Dataset entries
//! Worker implementation for asynchronous catalog operations.
//!
//! The worker owns the gateway and processes requests one at a time, keeping
//! network I/O out of the UI loop. Failures are converted into user-facing
//! [`ApiResponse::Failed`] messages here so the application layer never deals
//! with raw gateway errors.

use crate::api::{ApiError, CatalogGateway};
use crate::domain::PlaylistCard;
use crate::worker::messages::{ApiRequest, ApiResponse, RequestKind};
use tokio::sync::mpsc;
use tracing::debug;

/// Background task that executes catalog requests.
///
/// Constructed with any [`CatalogGateway`] implementation; production code
/// hands it a [`CatalogClient`](crate::api::CatalogClient), tests hand it an
/// in-memory fake.
pub struct ApiWorker {
    gateway: Box<dyn CatalogGateway>,
}

impl ApiWorker {
    /// Creates a worker backed by the given gateway.
    #[must_use]
    pub fn new(gateway: Box<dyn CatalogGateway>) -> Self {
        Self { gateway }
    }

    /// Processes a single request and returns the response to deliver.
    ///
    /// Requests within one call are issued strictly sequentially; the
    /// playlists load performs its listing before any membership fetch.
    #[tracing::instrument(level = "debug", skip_all, fields(request = ?request.kind()))]
    pub async fn handle_request(&self, request: ApiRequest) -> ApiResponse {
        let kind = request.kind();

        match request {
            ApiRequest::Login { username } => match self.gateway.login(&username).await {
                Ok(session) => ApiResponse::LoggedIn { session },
                Err(e) => Self::failed(kind, &e),
            },
            ApiRequest::SearchSongs { query } => match self.gateway.search_songs(&query).await {
                Ok(songs) => {
                    debug!(results = songs.len(), "search finished");
                    ApiResponse::SearchResults { songs }
                }
                Err(e) => Self::failed(kind, &e),
            },
            ApiRequest::SubmitRating { rating } => {
                match self.gateway.submit_rating(&rating).await {
                    Ok(()) => ApiResponse::RatingSaved,
                    Err(e) => Self::failed(kind, &e),
                }
            }
            ApiRequest::LoadPlaylists { user_id } => self.load_playlists(user_id).await,
            ApiRequest::CreatePlaylist {
                owner_id,
                name,
                is_public,
            } => {
                match self
                    .gateway
                    .create_playlist(owner_id, &name, is_public)
                    .await
                {
                    Ok(playlist) => {
                        debug!(playlist_id = playlist.playlist_id, "playlist created");
                        ApiResponse::PlaylistCreated
                    }
                    Err(e) => Self::failed(kind, &e),
                }
            }
            ApiRequest::RenamePlaylist {
                playlist_id,
                new_name,
            } => {
                match self
                    .gateway
                    .rename_playlist(playlist_id, &new_name)
                    .await
                {
                    Ok(()) => ApiResponse::PlaylistRenamed,
                    Err(e) => Self::failed(kind, &e),
                }
            }
            ApiRequest::DeletePlaylist { playlist_id } => {
                match self.gateway.delete_playlist(playlist_id).await {
                    Ok(()) => ApiResponse::PlaylistDeleted,
                    Err(e) => Self::failed(kind, &e),
                }
            }
            ApiRequest::AddSongToPlaylist {
                playlist_id,
                song_id,
            } => {
                match self
                    .gateway
                    .add_song_to_playlist(playlist_id, song_id)
                    .await
                {
                    Ok(()) => ApiResponse::SongAdded,
                    Err(e) => Self::failed(kind, &e),
                }
            }
            ApiRequest::RemoveSongFromPlaylist {
                playlist_id,
                song_id,
            } => {
                match self
                    .gateway
                    .remove_song_from_playlist(playlist_id, song_id)
                    .await
                {
                    Ok(()) => ApiResponse::SongRemoved,
                    Err(e) => Self::failed(kind, &e),
                }
            }
        }
    }

    /// Loads playlists and their member songs.
    ///
    /// Issues one membership listing per playlist, sequentially after the
    /// playlist listing itself. Callers only see the assembled cards, so a
    /// batched backend listing could replace this without changing them.
    async fn load_playlists(&self, user_id: i64) -> ApiResponse {
        let playlists = match self.gateway.list_playlists(user_id).await {
            Ok(playlists) => playlists,
            Err(e) => return Self::failed(RequestKind::LoadPlaylists, &e),
        };

        let mut cards = Vec::with_capacity(playlists.len());
        for playlist in playlists {
            match self.gateway.list_playlist_songs(playlist.playlist_id).await {
                Ok(songs) => cards.push(PlaylistCard { playlist, songs }),
                Err(e) => return Self::failed(RequestKind::LoadPlaylists, &e),
            }
        }

        debug!(card_count = cards.len(), "playlists loaded");
        ApiResponse::PlaylistsLoaded { cards }
    }

    /// Converts a gateway error into a failure response with a logged cause.
    fn failed(request: RequestKind, error: &ApiError) -> ApiResponse {
        debug!(request = ?request, error = %error, "catalog request failed");
        ApiResponse::Failed {
            request,
            message: error.to_string(),
        }
    }

    /// Runs the worker loop until the request channel closes.
    ///
    /// Receives requests, processes them in order, and delivers responses.
    /// Stops when either side of the channel pair is dropped.
    pub async fn run(
        self,
        mut requests: mpsc::Receiver<ApiRequest>,
        responses: mpsc::Sender<ApiResponse>,
    ) {
        while let Some(request) = requests.recv().await {
            let response = self.handle_request(request).await;
            if responses.send(response).await.is_err() {
                debug!("response channel closed, stopping worker");
                break;
            }
        }
    }
}
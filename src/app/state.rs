//! Application state management and view model computation.
//!
//! This module defines [`AppState`], the central state container for the
//! client, along with selection management and UI view model generation. It
//! is the single source of truth for all transient UI state: the session,
//! the active view, the open modal, and the last-fetched snapshots of server
//! data.
//!
//! # Snapshots
//!
//! `search_results` and `playlists` hold whatever the last fetch returned.
//! They are never invalidated except by an explicit reload after a mutating
//! action, so the screen always shows a consistent snapshot.
//!
//! # View Model Computation
//!
//! [`AppState::compute_viewmodel`] transforms a state snapshot into a
//! renderable representation, handling windowing, match highlighting, text
//! sanitization, and empty-state selection. Renderers consume the view model
//! and never read state directly.

use crate::app::forms::{PlaylistField, RateField};
use crate::app::modes::{Modal, SearchFocus, View};
use crate::domain::{PlaylistCard, PlaylistSong, Session, Song};
use crate::ui::helpers::{sanitize_text, truncate_chars};
use crate::ui::theme::Theme;
use crate::ui::viewmodel::{
    BodyView, CardView, EmptyState, EntryView, FieldView, FooterInfo, HeaderInfo, LoginView,
    ModalView, PlaylistsView, SearchView, SongRow, StatusView, UiViewModel,
};
use fuzzy_matcher::skim::SkimMatcherV2;
use fuzzy_matcher::FuzzyMatcher;

/// Maximum characters of a song title shown in the results table.
const TITLE_COLUMN_WIDTH: usize = 38;

/// Maximum characters of an artist name shown in the results table.
const ARTIST_COLUMN_WIDTH: usize = 24;

/// Kind of message in the status line.
#[derive(Debug, Clone, Copy, PartialEq, Eq)]
pub enum StatusKind {
    /// Confirmation of a completed action.
    Info,
    /// A failure the user should act on.
    Error,
}

/// One message shown in the status line until the next view change.
#[derive(Debug, Clone, PartialEq, Eq)]
pub struct StatusLine {
    pub kind: StatusKind,
    pub text: String,
}

/// Central application state container.
///
/// Mutated by the event handler in response to user input and worker
/// responses. View models are computed on demand from state snapshots.
#[derive(Debug, Clone)]
pub struct AppState {
    /// The signed-in user, if any.
    ///
    /// Set atomically on successful login, cleared atomically on logout.
    /// Every other piece of session-dependent state is derived from it.
    pub session: Option<Session>,

    /// Currently active view. Exactly one at any time.
    pub view: View,

    /// Currently open modal dialog, if any.
    pub modal: Option<Modal>,

    /// Username field of the login view.
    pub login_input: String,

    /// Current search query text.
    pub search_query: String,

    /// Whether keystrokes edit the query or navigate results.
    pub search_focus: SearchFocus,

    /// Songs from the most recent completed search.
    pub search_results: Vec<Song>,

    /// Whether any search has completed since entering the view.
    ///
    /// Distinguishes the initial prompt placeholder from the genuine
    /// "no results" placeholder.
    pub searched: bool,

    /// Zero-based index of the selected row within `search_results`.
    pub selected_song: usize,

    /// Playlist cards from the most recent reload.
    pub playlists: Vec<PlaylistCard>,

    /// Zero-based index of the selected card within `playlists`.
    pub selected_playlist: usize,

    /// Zero-based index of the selected song within the selected card.
    pub selected_entry: usize,

    /// Song waiting for the add-to-playlist dialog to open.
    ///
    /// Set when the user asks to add a song; the dialog opens once the fresh
    /// playlist listing arrives, so its choices are current.
    pub pending_add: Option<(i64, String)>,

    /// Whether a catalog request is outstanding.
    ///
    /// While set, submissions are ignored, so a double-press cannot fire
    /// duplicate requests. Cleared when the worker response arrives.
    pub in_flight: bool,

    /// Message shown in the status line.
    pub status: Option<StatusLine>,

    /// Color scheme for UI rendering.
    pub theme: Theme,
}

TASK TO COMPLETE - The response must contain each line above that holds the string "Clone".

WRITTEN ANSWER -
#[derive(Debug, Clone, Copy, PartialEq, Eq)]
#[derive(Debug, Clone, PartialEq, Eq)]
#[derive(Debug, Clone)]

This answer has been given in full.